[Task instructions]
For the listing below, report all lines that hold the word "terminal".

**********

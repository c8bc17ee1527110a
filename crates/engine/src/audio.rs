//! Audio sinks.
//!
//! A terminal has no mixer; the bell is the closest thing to a sound effect.

use std::io::{self, Write};

use crate::ports::AudioSink;
use crate::types::Sound;

/// Discards every notification.
#[derive(Debug, Clone, Copy, Default)]
pub struct NullAudio;

impl AudioSink for NullAudio {
    fn play(&mut self, _sound: Sound) {}
}

/// Rings the terminal bell for fruit and collisions. Move and click sounds
/// are too frequent for a bell and are skipped.
#[derive(Debug)]
pub struct BellAudio<W: Write = io::Stdout> {
    out: W,
}

impl BellAudio {
    pub fn stdout() -> Self {
        Self { out: io::stdout() }
    }
}

impl<W: Write> BellAudio<W> {
    pub fn new(out: W) -> Self {
        Self { out }
    }

    pub fn into_inner(self) -> W {
        self.out
    }
}

impl<W: Write> AudioSink for BellAudio<W> {
    fn play(&mut self, sound: Sound) {
        if matches!(sound, Sound::Fruit | Sound::Collision) {
            let _ = self.out.write_all(b"\x07");
            let _ = self.out.flush();
        }
    }
}

#[cfg(test)]
mod tests {
    use super::*;

    #[test]
    fn test_bell_only_for_fruit_and_collision() {
        let mut bell = BellAudio::new(Vec::new());
        bell.play(Sound::Move);
        bell.play(Sound::Fruit);
        bell.play(Sound::Click);
        bell.play(Sound::Collision);
        assert_eq!(bell.into_inner(), b"\x07\x07".to_vec());
    }

    #[test]
    fn test_recorder_keeps_order() {
        let mut sounds: Vec<Sound> = Vec::new();
        sounds.play(Sound::Click);
        sounds.play(Sound::Move);
        assert_eq!(sounds, vec![Sound::Click, Sound::Move]);
    }
}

**********

[Answer to the exercise]
//! A terminal has no mixer; the bell is the closest thing to a sound effect.
/// Rings the terminal bell for fruit and collisions. Move and click sounds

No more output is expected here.